When success and failure are divided by a constant, residual deviance decreases, and I am able to get to 1:1 deviance to degree of freedom ratio.
# Model with standardized counts
mod2 <- glm(cbind(success/300, failure/300)~expl_varA*expl_varB, data = dat, quasibinomial)
summary(mod2)
Call:
glm(formula = cbind(success/300, failure/300) ~ expl_varA * expl_varB,
family = quasibinomial, data = dat)
Deviance Residuals:
Min 1Q Median 3Q Max
-2.05725 -0.57334 -0.05067 0.66962 2.03939
Coefficients:
Estimate Std.
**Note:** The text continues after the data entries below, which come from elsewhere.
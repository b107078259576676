//! SQLite-backed datastore.
//!
//! One database file holds the `Entity`, `Command` and `ReportSubscription`
//! collections. Writes go through a single connection inside `IMMEDIATE`
//! transactions, so writers are serialized. File-backed stores run in WAL mode
//! and serve reads from a small pool of read-only connections; each read sees
//! a consistent snapshot without blocking the writer.

use super::{DataStore, DataStoreError, Result};
use rusqlite::{Connection, OpenFlags, TransactionBehavior};
use std::path::{Path, PathBuf};
use std::sync::atomic::{AtomicBool, Ordering};
use std::sync::{Mutex, MutexGuard};
use std::time::Duration;
use tracing::{debug, info};

mod collection;
mod command;
mod entity;
mod report_subscription;


use collection::Record;

const BUSY_TIMEOUT: Duration = Duration::from_secs(5);

/// Idle read-only connections kept for reuse.
const MAX_IDLE_READERS: usize = 4;

/// SQLite implementation of [`DataStore`].
///
/// # Thread Safety
/// - The write connection is wrapped in a Mutex; one write transaction at a time
/// - Read connections are checked out of a pool and never shared
/// - In-memory stores have no separate readers and read through the writer
pub struct SqliteDataStore {
    writer: Mutex<Option<Connection>>,
    readers: Mutex<Vec<Connection>>,
    path: Option<PathBuf>,
    closed: AtomicBool,
}

impl SqliteDataStore {
    pub const NAME: &'static str = "sqlite";

    /// Opens (or creates) a database file.
    pub fn open<P: AsRef<Path>>(path: P) -> Result<Self> {
        let path = path.as_ref().to_path_buf();
        let conn = Connection::open(&path).map_err(|e| {
            DataStoreError::ConnectionFailed(format!("{}: {}", path.display(), e))
        })?;

        let mode: String = conn
            .pragma_update_and_check(None, "journal_mode", "WAL", |row| row.get(0))
            .map_err(|e| DataStoreError::ConnectionFailed(e.to_string()))?;
        conn.busy_timeout(BUSY_TIMEOUT)
            .map_err(|e| DataStoreError::ConnectionFailed(e.to_string()))?;

        info!(path = %path.display(), journal_mode = %mode, "Opened SQLite datastore");

        Ok(Self {
            writer: Mutex::new(Some(conn)),
            readers: Mutex::new(Vec::new()),
            path: Some(path),
            closed: AtomicBool::new(false),
        })
    }

    /// Opens a private in-memory database. Contents vanish on close.
    pub fn open_in_memory() -> Result<Self> {
        let conn = Connection::open_in_memory()
            .map_err(|e| DataStoreError::ConnectionFailed(e.to_string()))?;

        debug!("Opened in-memory SQLite datastore");

        Ok(Self {
            writer: Mutex::new(Some(conn)),
            readers: Mutex::new(Vec::new()),
            path: None,
            closed: AtomicBool::new(false),
        })
    }

    fn ensure_open(&self) -> Result<()> {
        if self.closed.load(Ordering::Acquire) {
            return Err(closed_error());
        }
        Ok(())
    }

    fn lock_writer(&self) -> Result<MutexGuard<'_, Option<Connection>>> {
        self.writer
            .lock()
            .map_err(|_| DataStoreError::ConnectionFailed("writer lock poisoned".to_string()))
    }

    /// Runs `op` inside one write transaction, committing only on success.
    fn with_write<T, F>(&self, op: F) -> Result<T>
    where
        F: FnOnce(&Connection) -> Result<T>,
    {
        self.ensure_open()?;
        let mut guard = self.lock_writer()?;
        let conn = guard.as_mut().ok_or_else(closed_error)?;

        let tx = conn.transaction_with_behavior(TransactionBehavior::Immediate)?;
        let value = op(&tx)?;
        tx.commit()?;
        Ok(value)
    }

    /// Runs `op` inside one read transaction.
    fn with_read<T, F>(&self, op: F) -> Result<T>
    where
        F: FnOnce(&Connection) -> Result<T>,
    {
        self.ensure_open()?;

        let Some(ref path) = self.path else {
            let mut guard = self.lock_writer()?;
            let conn = guard.as_mut().ok_or_else(closed_error)?;
            return read_in(conn, op);
        };

        let mut conn = self.checkout_reader(path)?;
        let result = read_in(&mut conn, op);
        self.checkin_reader(conn);
        result
    }

    fn checkout_reader(&self, path: &Path) -> Result<Connection> {
        let pooled = self
            .readers
            .lock()
            .map_err(|_| DataStoreError::ConnectionFailed("reader pool poisoned".to_string()))?
            .pop();
        if let Some(conn) = pooled {
            return Ok(conn);
        }

        let conn = Connection::open_with_flags(
            path,
            OpenFlags::SQLITE_OPEN_READ_ONLY | OpenFlags::SQLITE_OPEN_NO_MUTEX,
        )
        .map_err(|e| DataStoreError::ConnectionFailed(e.to_string()))?;
        conn.busy_timeout(BUSY_TIMEOUT)
            .map_err(|e| DataStoreError::ConnectionFailed(e.to_string()))?;
        Ok(conn)
    }

    fn checkin_reader(&self, conn: Connection) {
        if self.closed.load(Ordering::Acquire) {
            return;
        }
        if let Ok(mut readers) = self.readers.lock() {
            if readers.len() < MAX_IDLE_READERS {
                readers.push(conn);
            }
        }
    }
}

fn read_in<T, F>(conn: &mut Connection, op: F) -> Result<T>
where
    F: FnOnce(&Connection) -> Result<T>,
{
    let tx = conn.transaction()?;
    op(&tx)
}

fn closed_error() -> DataStoreError {
    DataStoreError::ConnectionFailed("datastore is closed".to_string())
}

impl DataStore for SqliteDataStore {
    fn init(&self) -> Result<()> {
        self.with_write(|conn| {
            collection::create_if_missing(conn, crate::datastore::Entity::COLLECTION)?;
            collection::create_if_missing(conn, crate::datastore::Command::COLLECTION)?;
            collection::create_if_missing(
                conn,
                crate::datastore::ReportSubscription::COLLECTION,
            )?;
            collection::create_sequence_table(conn)
        })?;

        info!("Datastore collections ready");
        Ok(())
    }

    fn close(&self) -> Result<()> {
        self.closed.store(true, Ordering::Release);

        if let Ok(mut readers) = self.readers.lock() {
            readers.clear();
        }

        let conn = self.lock_writer()?.take().ok_or_else(closed_error)?;
        conn.close()
            .map_err(|(_, e)| DataStoreError::ConnectionFailed(e.to_string()))?;

        info!("Closed SQLite datastore");
        Ok(())
    }
}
Error t value Pr(>|t|)
(Intercept) -2.068592 0.225116 -9.189 8.22e-15 ***
expl_varA -0.005894 0.004019 -1.467 0.146
expl_varBB -0.290050 0.323285 -0.897 0.372
expl_varA:expl_varBB 0.004341 0.005656 0.767 0.445
---
Signif. codes: 0 ‘***’ 0.001 ‘**’ 0.01 ‘*’ 0.05 ‘.’ 0.1 ‘ ’ 1
(Dispersion parameter for quasibinomial family taken to be 1.132449)
Null deviance: 101.657 on 99 degrees of freedom
Residual deviance: 98.796 on 96 degrees of freedom
AIC: NA
Number of Fisher Scoring iterations: 5
The deviance issue seems to be addressed, though I am not sure it would be an acceptable way. Will I be justified in addressing deviance in a model like this, and if not, how can I address the issue? It may likely be that there are other variable that are not measured in experiment causing the deviance, though could it also be that number of total counts in samples also influence the deviance regardless of having all possible variable measured?